Saved data entries:
Start of Block
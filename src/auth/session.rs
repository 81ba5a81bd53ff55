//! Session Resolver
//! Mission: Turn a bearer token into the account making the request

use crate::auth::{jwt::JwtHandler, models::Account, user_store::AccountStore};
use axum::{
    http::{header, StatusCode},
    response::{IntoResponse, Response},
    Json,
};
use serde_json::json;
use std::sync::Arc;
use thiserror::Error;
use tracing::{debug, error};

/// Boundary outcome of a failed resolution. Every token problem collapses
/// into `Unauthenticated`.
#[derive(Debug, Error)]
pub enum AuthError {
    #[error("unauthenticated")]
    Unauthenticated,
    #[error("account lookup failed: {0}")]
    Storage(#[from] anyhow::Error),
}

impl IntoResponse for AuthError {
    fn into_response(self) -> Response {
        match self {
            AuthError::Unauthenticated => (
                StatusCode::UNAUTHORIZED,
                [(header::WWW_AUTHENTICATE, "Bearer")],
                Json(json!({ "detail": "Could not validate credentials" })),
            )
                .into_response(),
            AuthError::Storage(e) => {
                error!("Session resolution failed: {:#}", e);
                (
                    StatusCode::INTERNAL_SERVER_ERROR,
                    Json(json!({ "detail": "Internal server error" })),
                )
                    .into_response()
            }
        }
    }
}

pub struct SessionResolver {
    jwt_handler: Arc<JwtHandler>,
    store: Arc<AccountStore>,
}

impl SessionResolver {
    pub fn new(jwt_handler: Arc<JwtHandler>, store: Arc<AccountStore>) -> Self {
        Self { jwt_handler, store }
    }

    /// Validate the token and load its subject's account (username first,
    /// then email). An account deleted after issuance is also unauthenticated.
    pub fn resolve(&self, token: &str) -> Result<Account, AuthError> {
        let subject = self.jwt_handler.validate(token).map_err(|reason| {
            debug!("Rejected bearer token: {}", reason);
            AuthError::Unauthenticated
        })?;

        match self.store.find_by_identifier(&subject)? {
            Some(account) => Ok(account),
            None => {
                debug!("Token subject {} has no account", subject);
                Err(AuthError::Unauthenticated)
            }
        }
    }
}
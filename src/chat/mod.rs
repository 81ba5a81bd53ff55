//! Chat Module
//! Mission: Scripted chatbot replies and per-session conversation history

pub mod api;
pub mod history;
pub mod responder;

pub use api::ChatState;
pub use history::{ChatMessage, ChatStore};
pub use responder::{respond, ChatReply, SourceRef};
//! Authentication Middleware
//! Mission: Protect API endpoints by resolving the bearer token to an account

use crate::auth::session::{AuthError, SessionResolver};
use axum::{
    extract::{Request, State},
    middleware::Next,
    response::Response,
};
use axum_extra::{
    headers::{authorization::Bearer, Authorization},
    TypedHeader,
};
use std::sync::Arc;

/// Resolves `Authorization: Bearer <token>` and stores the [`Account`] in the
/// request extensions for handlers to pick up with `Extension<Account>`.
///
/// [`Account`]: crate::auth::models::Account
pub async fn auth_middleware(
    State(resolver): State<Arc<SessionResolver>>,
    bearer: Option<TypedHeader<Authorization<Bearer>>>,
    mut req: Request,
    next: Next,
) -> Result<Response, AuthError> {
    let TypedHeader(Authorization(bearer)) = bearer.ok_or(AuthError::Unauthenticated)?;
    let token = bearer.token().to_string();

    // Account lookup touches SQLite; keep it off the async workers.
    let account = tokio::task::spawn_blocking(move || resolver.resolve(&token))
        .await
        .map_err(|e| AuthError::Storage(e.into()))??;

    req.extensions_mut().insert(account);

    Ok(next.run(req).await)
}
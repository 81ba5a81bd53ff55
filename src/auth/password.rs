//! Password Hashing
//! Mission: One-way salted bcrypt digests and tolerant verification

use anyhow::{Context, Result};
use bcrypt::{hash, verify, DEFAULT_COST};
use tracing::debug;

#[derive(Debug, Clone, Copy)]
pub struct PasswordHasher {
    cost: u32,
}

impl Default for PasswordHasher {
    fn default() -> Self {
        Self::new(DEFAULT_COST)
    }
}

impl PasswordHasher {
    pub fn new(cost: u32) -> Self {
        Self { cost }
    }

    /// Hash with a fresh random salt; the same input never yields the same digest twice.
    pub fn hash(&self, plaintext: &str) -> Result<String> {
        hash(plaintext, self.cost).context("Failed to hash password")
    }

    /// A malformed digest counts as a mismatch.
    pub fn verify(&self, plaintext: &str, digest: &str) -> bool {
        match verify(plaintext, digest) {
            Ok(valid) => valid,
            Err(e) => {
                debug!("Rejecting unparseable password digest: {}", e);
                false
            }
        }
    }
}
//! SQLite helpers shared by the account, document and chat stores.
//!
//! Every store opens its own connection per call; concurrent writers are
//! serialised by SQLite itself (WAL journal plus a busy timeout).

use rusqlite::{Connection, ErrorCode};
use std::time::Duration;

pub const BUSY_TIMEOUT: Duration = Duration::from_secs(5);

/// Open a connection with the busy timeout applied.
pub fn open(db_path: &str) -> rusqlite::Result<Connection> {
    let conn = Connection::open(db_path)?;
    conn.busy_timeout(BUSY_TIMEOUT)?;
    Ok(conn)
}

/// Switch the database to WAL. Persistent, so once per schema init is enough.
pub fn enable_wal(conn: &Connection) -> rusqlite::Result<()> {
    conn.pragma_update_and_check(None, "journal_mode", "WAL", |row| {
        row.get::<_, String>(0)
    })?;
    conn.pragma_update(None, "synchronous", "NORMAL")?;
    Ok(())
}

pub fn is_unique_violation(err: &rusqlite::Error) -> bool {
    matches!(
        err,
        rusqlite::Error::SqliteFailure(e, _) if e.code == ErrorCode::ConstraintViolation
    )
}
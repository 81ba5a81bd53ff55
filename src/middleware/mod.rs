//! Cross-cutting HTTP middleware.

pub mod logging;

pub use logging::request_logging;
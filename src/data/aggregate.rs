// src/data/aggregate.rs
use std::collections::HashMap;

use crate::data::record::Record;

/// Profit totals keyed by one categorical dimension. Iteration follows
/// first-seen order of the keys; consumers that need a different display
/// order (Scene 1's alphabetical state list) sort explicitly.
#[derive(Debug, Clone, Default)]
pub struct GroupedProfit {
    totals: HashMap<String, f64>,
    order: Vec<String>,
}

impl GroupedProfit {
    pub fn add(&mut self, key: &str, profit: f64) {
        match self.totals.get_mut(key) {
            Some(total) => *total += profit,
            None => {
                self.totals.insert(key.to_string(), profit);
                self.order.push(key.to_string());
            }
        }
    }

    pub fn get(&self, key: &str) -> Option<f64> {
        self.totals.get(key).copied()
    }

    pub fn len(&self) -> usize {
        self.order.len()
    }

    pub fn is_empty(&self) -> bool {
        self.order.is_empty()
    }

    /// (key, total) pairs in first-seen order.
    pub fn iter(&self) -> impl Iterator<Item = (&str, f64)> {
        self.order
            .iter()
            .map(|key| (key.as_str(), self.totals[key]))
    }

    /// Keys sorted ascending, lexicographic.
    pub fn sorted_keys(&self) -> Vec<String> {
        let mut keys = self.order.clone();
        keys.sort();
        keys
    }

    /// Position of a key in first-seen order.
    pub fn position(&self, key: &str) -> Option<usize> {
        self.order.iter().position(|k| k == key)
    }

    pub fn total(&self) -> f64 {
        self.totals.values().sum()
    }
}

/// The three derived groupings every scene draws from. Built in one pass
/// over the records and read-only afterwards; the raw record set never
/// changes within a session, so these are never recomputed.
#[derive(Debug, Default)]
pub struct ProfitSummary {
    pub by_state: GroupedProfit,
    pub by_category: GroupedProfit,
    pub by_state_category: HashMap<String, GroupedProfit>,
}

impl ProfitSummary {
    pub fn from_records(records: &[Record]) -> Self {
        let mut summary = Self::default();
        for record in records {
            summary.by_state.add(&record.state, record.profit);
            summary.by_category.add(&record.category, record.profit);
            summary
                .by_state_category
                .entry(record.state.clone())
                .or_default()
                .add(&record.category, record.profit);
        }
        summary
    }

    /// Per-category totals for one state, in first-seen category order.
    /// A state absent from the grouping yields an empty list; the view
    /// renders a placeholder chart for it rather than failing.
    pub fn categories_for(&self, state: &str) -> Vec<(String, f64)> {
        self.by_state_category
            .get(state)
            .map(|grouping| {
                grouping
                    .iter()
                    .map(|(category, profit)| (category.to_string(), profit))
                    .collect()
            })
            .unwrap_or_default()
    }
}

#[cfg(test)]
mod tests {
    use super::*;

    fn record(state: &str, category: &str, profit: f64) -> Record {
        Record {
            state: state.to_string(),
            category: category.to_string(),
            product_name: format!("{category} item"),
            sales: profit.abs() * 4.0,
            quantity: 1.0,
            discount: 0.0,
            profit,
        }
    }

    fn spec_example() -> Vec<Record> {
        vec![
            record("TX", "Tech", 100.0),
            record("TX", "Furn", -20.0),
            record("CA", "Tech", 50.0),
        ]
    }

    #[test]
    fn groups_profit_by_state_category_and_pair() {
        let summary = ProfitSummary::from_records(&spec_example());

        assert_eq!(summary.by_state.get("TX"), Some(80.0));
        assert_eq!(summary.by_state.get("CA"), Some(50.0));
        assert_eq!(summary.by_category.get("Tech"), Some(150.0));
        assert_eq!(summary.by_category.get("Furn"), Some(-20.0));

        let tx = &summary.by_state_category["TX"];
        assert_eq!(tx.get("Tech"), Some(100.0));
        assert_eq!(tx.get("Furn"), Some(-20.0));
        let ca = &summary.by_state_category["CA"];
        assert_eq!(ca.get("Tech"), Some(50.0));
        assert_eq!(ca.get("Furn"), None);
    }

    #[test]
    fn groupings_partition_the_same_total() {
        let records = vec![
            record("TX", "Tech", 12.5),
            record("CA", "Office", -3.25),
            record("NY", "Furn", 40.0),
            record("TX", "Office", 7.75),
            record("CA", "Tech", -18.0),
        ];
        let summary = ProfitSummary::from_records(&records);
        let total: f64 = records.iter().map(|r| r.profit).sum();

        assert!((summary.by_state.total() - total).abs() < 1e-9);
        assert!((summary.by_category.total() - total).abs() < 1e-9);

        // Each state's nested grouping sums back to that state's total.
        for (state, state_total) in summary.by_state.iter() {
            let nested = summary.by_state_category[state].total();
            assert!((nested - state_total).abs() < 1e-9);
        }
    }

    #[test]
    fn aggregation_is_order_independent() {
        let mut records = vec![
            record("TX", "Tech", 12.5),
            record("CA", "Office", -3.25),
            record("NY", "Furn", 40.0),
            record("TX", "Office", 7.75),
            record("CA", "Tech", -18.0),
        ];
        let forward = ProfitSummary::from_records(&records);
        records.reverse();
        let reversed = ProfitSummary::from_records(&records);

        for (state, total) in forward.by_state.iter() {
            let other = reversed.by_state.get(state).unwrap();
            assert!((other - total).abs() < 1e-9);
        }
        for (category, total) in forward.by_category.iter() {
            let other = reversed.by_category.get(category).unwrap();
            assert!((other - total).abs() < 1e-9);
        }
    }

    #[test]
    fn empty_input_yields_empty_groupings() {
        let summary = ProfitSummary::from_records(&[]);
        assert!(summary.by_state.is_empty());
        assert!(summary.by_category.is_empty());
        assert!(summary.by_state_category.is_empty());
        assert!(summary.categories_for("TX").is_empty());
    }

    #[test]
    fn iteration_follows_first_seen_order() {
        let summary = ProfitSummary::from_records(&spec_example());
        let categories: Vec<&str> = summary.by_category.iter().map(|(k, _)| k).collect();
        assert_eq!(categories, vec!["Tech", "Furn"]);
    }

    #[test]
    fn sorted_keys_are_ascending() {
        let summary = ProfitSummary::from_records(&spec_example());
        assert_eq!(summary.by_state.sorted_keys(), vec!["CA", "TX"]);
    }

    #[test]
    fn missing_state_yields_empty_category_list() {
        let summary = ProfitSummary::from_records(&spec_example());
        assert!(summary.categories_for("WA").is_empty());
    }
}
End of Block
**TASK TO CARRY OUT**: Pull out every line above that holds the word "never".

**EXERCISE RESULT**:
    /// Hash with a fresh random salt; the same input never yields the same digest twice.
/// over the records and read-only afterwards; the raw record set never
/// changes within a session, so these are never recomputed.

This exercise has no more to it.